The company claims to have been measuring the carbon dioxide and greenhouse gas impacts of its manufacturing operations since 2004 and it is now extending that to products.
Taken into account in the analysis is the impact of the raw materials involved in production, the transportation of the raw materials to Innospec’s manufacturing sites and the manufacturing of the product itself.
However, company CEO Patrick Williams said that the analysis would also look at any environmental benefits that may come about from using the product.
“This will be part of a process to look at the environmental impact of many of our products, with a view to defining not only the greenhouse gases created in their manufacture, but also the benefits they bring about in use,” he said.
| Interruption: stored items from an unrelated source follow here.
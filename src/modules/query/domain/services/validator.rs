//! Format predicates for the three searchable query kinds.
//!
//! All patterns use explicit `[0-9]` classes: `\d` would also accept
//! non-ASCII digits.

use regex::Regex;
use std::sync::LazyLock;

/// Longest email address accepted (RFC 5321 path limit)
pub const MAX_EMAIL_LEN: usize = 254;

static IPV4_PATTERN: LazyLock<Regex> = LazyLock::new(|| {
    Regex::new(
        r"^(?:(?:25[0-5]|2[0-4][0-9]|1[0-9]{2}|[1-9]?[0-9])\.){3}(?:25[0-5]|2[0-4][0-9]|1[0-9]{2}|[1-9]?[0-9])$",
    )
    .expect("IPv4 pattern is valid")
});

// +7 / 8, operator code optionally in parentheses, groups 3-3-2-2 optionally dash separated
static PHONE_PATTERN: LazyLock<Regex> = LazyLock::new(|| {
    Regex::new(r"^\+?[78](?:-?[0-9]{3}|\([0-9]{3}\))-?[0-9]{3}-?[0-9]{2}-?[0-9]{2}$")
        .expect("phone pattern is valid")
});

static EMAIL_PATTERN: LazyLock<Regex> = LazyLock::new(|| {
    Regex::new(r"^[a-zA-Z0-9._%+-]+@[a-zA-Z0-9.-]+\.[a-zA-Z]{2,}$")
        .expect("email pattern is valid")
});

// Unanchored forms for scanning free text: "+7"/"8" numbers with optional
// brackets, dashes and single spaces, or a bare ten-digit national number
static PHONE_IN_TEXT: LazyLock<Regex> = LazyLock::new(|| {
    Regex::new(
        r"(?:\+7|\b8) ?[(-]?[0-9]{3}[)-]? ?[0-9]{3}-?[0-9]{2}-?[0-9]{2}\b|\b[0-9]{10}\b",
    )
    .expect("phone scan pattern is valid")
});

static EMAIL_IN_TEXT: LazyLock<Regex> = LazyLock::new(|| {
    Regex::new(r"[a-zA-Z0-9._%+-]+@[a-zA-Z0-9.-]+\.[a-zA-Z]{2,}")
        .expect("email scan pattern is valid")
});

/// Dotted-quad IPv4 address, each octet 0-255, nothing before or after
pub fn is_valid_ip(s: &str) -> bool {
    IPV4_PATTERN.is_match(s)
}

/// Russian mobile number such as `+79991234567`, `8(999)123-45-67` or `8-999-123-45-67`
pub fn is_valid_phone(s: &str) -> bool {
    PHONE_PATTERN.is_match(s)
}

pub fn is_valid_email(s: &str) -> bool {
    s.len() <= MAX_EMAIL_LEN && EMAIL_PATTERN.is_match(s)
}

/// Reduce a phone-like string to `+7` and ten digits.
///
/// Accepts `+7XXXXXXXXXX`, `8XXXXXXXXXX` and bare `XXXXXXXXXX` once separators
/// are removed; anything else is `None`.
pub fn normalize_phone(candidate: &str) -> Option<String> {
    let digits: String = candidate.chars().filter(char::is_ascii_digit).collect();
    let international = candidate.trim_start().starts_with('+');

    let national = match (international, digits.len()) {
        (true, 11) if digits.starts_with('7') => &digits[1..],
        (false, 11) if digits.starts_with('8') => &digits[1..],
        (false, 10) => digits.as_str(),
        _ => return None,
    };

    let compact = format!("+7{}", national);
    is_valid_phone(&compact).then_some(compact)
}

/// Phone numbers mentioned anywhere in `text`, normalized, in order of appearance
pub fn find_phones(text: &str) -> Vec<String> {
    PHONE_IN_TEXT
        .find_iter(text)
        .filter_map(|m| normalize_phone(m.as_str()))
        .collect()
}

/// Valid email addresses mentioned anywhere in `text`
pub fn find_emails(text: &str) -> Vec<&str> {
    EMAIL_IN_TEXT
        .find_iter(text)
        .map(|m| m.as_str())
        .filter(|email| is_valid_email(email))
        .collect()
}

#[cfg(test)]
mod tests {
    use super::*;

    #[test]
    fn test_valid_ipv4_addresses() {
        for ip in ["192.168.1.1", "0.0.0.0", "255.255.255.255", "8.8.8.8", "10.0.0.255"] {
            assert!(is_valid_ip(ip), "{} should be valid", ip);
        }
    }

    #[test]
    fn test_invalid_ipv4_addresses() {
        for ip in [
            "256.1.1.1",
            "1.2.3",
            "1.2.3.4.5",
            "01.2.3.4",
            " 1.2.3.4",
            "1.2.3.4\n",
            "1.2.3.4/24",
            "a.b.c.d",
            "",
            "1..2.3",
        ] {
            assert!(!is_valid_ip(ip), "{:?} should be invalid", ip);
        }
    }

    #[test]
    fn test_valid_phone_numbers() {
        for phone in [
            "+79991234567",
            "89991234567",
            "79991234567",
            "+7(999)123-45-67",
            "8(999)1234567",
            "8-999-123-45-67",
            "+7999-123-45-67",
        ] {
            assert!(is_valid_phone(phone), "{} should be valid", phone);
        }
    }

    #[test]
    fn test_invalid_phone_numbers() {
        for phone in [
            "+7999123456",     // one digit short
            "+799912345678",   // one digit long
            "+19991234567",    // wrong country digit
            "9991234567",      // no leading 7/8
            "+7(999123-45-67", // unbalanced parenthesis
            "+7 999 123 45 67",
            "+7--9991234567",
            "tel:+79991234567",
            "+79991234567x",
        ] {
            assert!(!is_valid_phone(phone), "{:?} should be invalid", phone);
        }
    }

    #[test]
    fn test_valid_emails() {
        for email in ["user@example.com", "first.last+tag@mail.co.uk", "a_b%c@d-e.ru"] {
            assert!(is_valid_email(email), "{} should be valid", email);
        }
    }

    #[test]
    fn test_invalid_emails() {
        for email in [
            "user@example",
            "user@@example.com",
            "@example.com",
            "user example@mail.com",
            "user@example.c",
            "user@example.com ",
            "",
        ] {
            assert!(!is_valid_email(email), "{:?} should be invalid", email);
        }
    }

    #[test]
    fn test_email_length_cap() {
        let domain = "example.com";
        let local_len = MAX_EMAIL_LEN - domain.len() - 1;

        let at_limit = format!("{}@{}", "a".repeat(local_len), domain);
        assert_eq!(at_limit.len(), MAX_EMAIL_LEN);
        assert!(is_valid_email(&at_limit));

        let over_limit = format!("{}@{}", "a".repeat(local_len + 1), domain);
        assert!(!is_valid_email(&over_limit));
    }

    #[test]
    fn test_normalize_phone_forms() {
        assert_eq!(normalize_phone("+7 (900) 123-45-67").as_deref(), Some("+79001234567"));
        assert_eq!(normalize_phone("8-900-123-45-67").as_deref(), Some("+79001234567"));
        assert_eq!(normalize_phone("9001234567").as_deref(), Some("+79001234567"));
        assert_eq!(normalize_phone("79001234567"), None);
        assert_eq!(normalize_phone("+1 555 123 4567"), None);
        assert_eq!(normalize_phone("12345"), None);
    }

    #[test]
    fn test_find_phones_in_free_text() {
        let text = "call +7 (900) 123-45-67 or 89161112233, ref 123456789012";
        assert_eq!(find_phones(text), vec!["+79001234567", "+79161112233"]);
    }

    #[test]
    fn test_find_emails_in_free_text() {
        let text = "contacts: ivan@mail.ru, backup <i.petrov@example.org>; bad@host";
        assert_eq!(find_emails(text), vec!["ivan@mail.ru", "i.petrov@example.org"]);
    }
}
The example the company gives in its 2009 Sustainable Development Report published this week is for a fuel additive DCI-11.
DCI-11 is a corrosion inhibitor that can help prolong engine life and improve fuel efficiency, according to the company. In addition, it contributes to the biofuel market as it can prevent the formation of corrosive acids in the alcohols derived from renewable sources that could otherwise affect their practical application.
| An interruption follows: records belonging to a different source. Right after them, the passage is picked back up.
mod query;
mod query_category;

pub use query::{Query, MAX_QUERY_CHARS};
pub use query_category::QueryCategory;
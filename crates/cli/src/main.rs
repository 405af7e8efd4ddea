use anyhow::Result;

fn main() -> Result<()> {
    mockgen_cli::main_entry()
}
Investigating these applications lead the company to calculate the potential benefits to be had from the product’s manufacture.
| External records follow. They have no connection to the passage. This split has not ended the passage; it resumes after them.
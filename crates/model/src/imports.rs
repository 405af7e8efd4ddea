use crate::types::{InterfaceDescriptor, Qualifier};
use once_cell::sync::Lazy;
use regex::Regex;
use std::collections::{BTreeMap, BTreeSet, HashSet};

/// Alias the call-expectation runtime is always imported under
pub const RUNTIME_ALIAS: &str = "gomock";

/// Import path (and alias) of the standard `reflect` package used by recorders
pub const REFLECT_IMPORT: &str = "reflect";

const GO_KEYWORDS: &[&str] = &[
    "break", "case", "chan", "const", "continue", "default", "defer", "else", "fallthrough",
    "for", "func", "go", "goto", "if", "import", "interface", "map", "package", "range", "return",
    "select", "struct", "switch", "type", "var",
];

const GO_PREDECLARED: &[&str] = &[
    "any", "append", "bool", "byte", "cap", "clear", "close", "comparable", "complex",
    "complex64", "complex128", "copy", "delete", "error", "false", "float32", "float64", "imag",
    "int", "int8", "int16", "int32", "int64", "iota", "len", "make", "max", "min", "new", "nil",
    "panic", "print", "println", "real", "recover", "rune", "string", "true", "uint", "uint8",
    "uint16", "uint32", "uint64", "uintptr",
];

/// Identifiers declared inside generated mock methods
const GENERATED_LOCALS: &[&str] = &["m", "mr", "mock", "ret", "varargs", "a"];

static MAJOR_VERSION: Lazy<Regex> =
    Lazy::new(|| Regex::new(r"^v[0-9]+$").expect("major version regex"));
static GOPKG_SUFFIX: Lazy<Regex> =
    Lazy::new(|| Regex::new(r"\.v[0-9]+$").expect("gopkg regex"));
static NUMBERED_LOCAL: Lazy<Regex> =
    Lazy::new(|| Regex::new(r"^(arg|ret)[0-9]+$").expect("numbered local regex"));

/// Whether `name` is one of Go's predeclared identifiers
pub fn is_predeclared(name: &str) -> bool {
    GO_PREDECLARED.contains(&name)
}

/// Best guess at the package name behind an import path.
///
/// `example.com/foo` → `foo`, `example.com/foo/v2` → `foo`,
/// `gopkg.in/yaml.v3` → `yaml`, `github.com/x/go-bar` → `bar`.
pub fn guess_package_name(path: &str) -> String {
    let mut segments = path.rsplit('/').filter(|s| !s.is_empty());
    let mut last = segments.next().unwrap_or_default();
    if MAJOR_VERSION.is_match(last) {
        if let Some(prev) = segments.next() {
            last = prev;
        }
    }
    let last = GOPKG_SUFFIX.replace(last, "");
    let last = last
        .strip_prefix("go-")
        .or_else(|| last.strip_suffix("-go"))
        .or_else(|| last.strip_suffix(".go"))
        .unwrap_or(last.as_ref());

    let mut name: String = last
        .chars()
        .map(|c| if c.is_alphanumeric() || c == '_' { c } else { '_' })
        .collect();
    if name.is_empty() {
        name.push_str("pkg");
    } else if name.starts_with(|c: char| c.is_ascii_digit()) {
        name.insert(0, '_');
    }
    name
}

fn is_generated_local(name: &str) -> bool {
    NUMBERED_LOCAL.is_match(name) || GENERATED_LOCALS.contains(&name)
}

fn is_reserved(name: &str) -> bool {
    GO_KEYWORDS.contains(&name) || is_predeclared(name) || is_generated_local(name)
}

/// Deterministic import path → alias assignment for one generated file.
///
/// Keyed by path, so a package referenced under several names in the input
/// still gets exactly one alias; packages whose guessed names collide get
/// numeric suffixes in sorted path order.
#[derive(Debug, Clone, Default)]
pub struct ImportRegistry {
    aliases: BTreeMap<String, String>,
    taken: HashSet<String>,
    self_package: Option<String>,
}

impl ImportRegistry {
    /// Collect every package the mocks for `descriptors` need and assign aliases
    pub fn build(
        descriptors: &[InterfaceDescriptor],
        self_package: Option<&str>,
        runtime_import: &str,
    ) -> Self {
        let mut registry = Self {
            self_package: self_package.map(str::to_string),
            ..Self::default()
        };

        registry.claim(runtime_import, RUNTIME_ALIAS);
        if descriptors.iter().any(|d| !d.methods.is_empty()) {
            registry.claim(REFLECT_IMPORT, REFLECT_IMPORT);
        }

        let mut needed = BTreeSet::new();
        for descriptor in descriptors {
            let own = descriptor.package_path.as_str();
            descriptor.for_each_named(&mut |qualifier, _| match qualifier {
                Qualifier::Builtin => {}
                Qualifier::Local => {
                    if !own.is_empty() && !registry.is_self(own) {
                        needed.insert(own.to_string());
                    }
                }
                Qualifier::Imported(path) => {
                    if !registry.is_self(path) {
                        needed.insert(path.clone());
                    }
                }
            });
        }

        for path in needed {
            if !registry.aliases.contains_key(&path) {
                let alias = registry.unique_alias(&guess_package_name(&path));
                log::debug!("import {path:?} as {alias}");
                registry.claim(&path, &alias);
            }
        }
        registry
    }

    fn is_self(&self, path: &str) -> bool {
        self.self_package.as_deref() == Some(path)
    }

    fn claim(&mut self, path: &str, alias: &str) {
        if self.aliases.contains_key(path) {
            return;
        }
        self.taken.insert(alias.to_string());
        self.aliases.insert(path.to_string(), alias.to_string());
    }

    fn unique_alias(&self, base: &str) -> String {
        // numbered suffixes would still look like argN/retN locals
        let base = if is_generated_local(base) {
            format!("{base}pkg")
        } else {
            base.to_string()
        };
        let base = base.as_str();
        let usable = |candidate: &str| !self.taken.contains(candidate) && !is_reserved(candidate);
        if usable(base) {
            return base.to_string();
        }
        (2..)
            .map(|n| format!("{base}{n}"))
            .find(|candidate| usable(candidate))
            .unwrap_or_else(|| base.to_string())
    }

    /// Alias assigned to an import path
    pub fn alias(&self, path: &str) -> Option<&str> {
        self.aliases.get(path).map(String::as_str)
    }

    /// Alias of the call-expectation runtime
    pub fn runtime_alias(&self) -> &str {
        RUNTIME_ALIAS
    }

    /// Qualifying alias for a named type used by an interface declared in
    /// `declaring_package`; `None` means the name is written bare.
    pub fn qualify(&self, declaring_package: &str, qualifier: &Qualifier) -> Option<&str> {
        match qualifier {
            Qualifier::Builtin => None,
            Qualifier::Local if declaring_package.is_empty() || self.is_self(declaring_package) => {
                None
            }
            Qualifier::Local => self.alias(declaring_package),
            Qualifier::Imported(path) if self.is_self(path) => None,
            Qualifier::Imported(path) => self.alias(path),
        }
    }

    /// `(path, alias)` pairs sorted by path
    pub fn imports(&self) -> impl Iterator<Item = (&str, &str)> {
        self.aliases
            .iter()
            .map(|(path, alias)| (path.as_str(), alias.as_str()))
    }

    pub fn len(&self) -> usize {
        self.aliases.len()
    }

    pub fn is_empty(&self) -> bool {
        self.aliases.is_empty()
    }
}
Innospec’s Sustainable Development Report also highlights some improvements in the company’s use of water and carbon and other emissions.
Water use fell by 27 percent in 2009 compared to 2004 levels company wide, and there was a 6.2 percent reduction in carbon dioxide produced from the site in Spencer, North Carolina, US, the company claims.
Commenting on the report, Williams said: “While it is satisfying to look back on what we achieved in 2009, we know that we must not be complacent. Our people are continually looking at how further improvements can be made, and we look forward to reporting these next year.”